One hundred and ninety-two CKD patients on dialysis were studied. The survival and causes of death after the initiation of dialysis were compared between patients who were administrated AST-120 (AST-120 group, n = 101) and those not administrated AST-120 (non-AST-120 group, n = 91) prior to the initiation of dialysis.
The five-year survival rate was 72.6% in the AST-120 group and 52.6% in the non-AST-120 group, and was significantly higher in the AST-120 group (p = 0.018). The risk of death was increased 1.91-fold in the non-AST-120 group. However, no difference in the causes of death was observed between two groups.
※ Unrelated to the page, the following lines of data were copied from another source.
use crate::models::{Candidate, DistanceWeights, PhysiqueQuery};

/// Weighted distance between a candidate's reference physique and a query
///
/// Lower is closer. The query is expected to be normalized already.
///
/// Scoring formula:
/// score = (
///     |height delta| * 1.2 +
///     |weight delta| * 1.0 +
///     |age delta|    * 0.6
/// )
pub fn calculate_distance_score(
    candidate: &Candidate,
    query: &PhysiqueQuery,
    weights: &DistanceWeights,
) -> f64 {
    let height_delta = axis_delta(candidate.height_cm.into(), query.height_cm.into());
    let weight_delta = axis_delta(candidate.weight_kg.into(), query.weight_kg.into());
    let age_delta = axis_delta(candidate.prime_age.into(), query.age.into());

    height_delta * weights.height + weight_delta * weights.weight + age_delta * weights.age
}

/// True when the candidate's reference physique equals the query exactly
#[inline]
pub fn is_exact_match(candidate: &Candidate, query: &PhysiqueQuery) -> bool {
    candidate.prime_age == query.age
        && candidate.height_cm == query.height_cm
        && candidate.weight_kg == query.weight_kg
}

#[inline]
fn axis_delta(a: i32, b: i32) -> f64 {
    f64::from((a - b).abs())
}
This study suggests that AST-120 given prior to the initiation of dialysis improves the prognosis of CKD patients under dialysis, although there is no association between AST-120 treatment and death caused by cardiovascular diseases such as heart failure, myocardial infarction, and cerebral hemorrhage. Further studies are needed to elucidate the effect of AST-120 on cardiovascular events and the prognosis in dialysis patients.
背景/目的:口服吸附剂AST-120已被证明可通过降低血清中诸如硫酸吲哚酚等肾毒性物质,延缓慢性肾脏病(CKD)患者肾功能的恶化。最近的研究表明,血清硫酸吲哚酚水平升高可能是动脉粥样硬化病变进展的机制之一,而动脉粥样硬化病变是透析患者心血管事件或死亡的主要原因。在本研究中,我们回顾性研究了透析前给予患者AST-120是否会影响透析开始后的预后。
对192例接受透析的CKD患者进行研究。比较透析开始前接受AST-120治疗的患者(AST-120组,n = 101)和未接受AST-120治疗的患者(非AST-120组,n = 91)透析开始后的生存率和死亡原因。
AST-120组的五年生存率为72.6%,非AST-120组为52.6%,AST-120组显著更高(p = 0.018)。非AST-120组的死亡风险增加了1.91倍。然而,两组之间的死亡原因没有差异。
本研究表明,透析开始前给予AST-120可改善透析中CKD患者的预后,尽管AST-120治疗与心力衰竭、心肌梗死和脑出血等心血管疾病导致的死亡之间没有关联。需要进一步研究以阐明AST-120对透析患者心血管事件和预后的影响。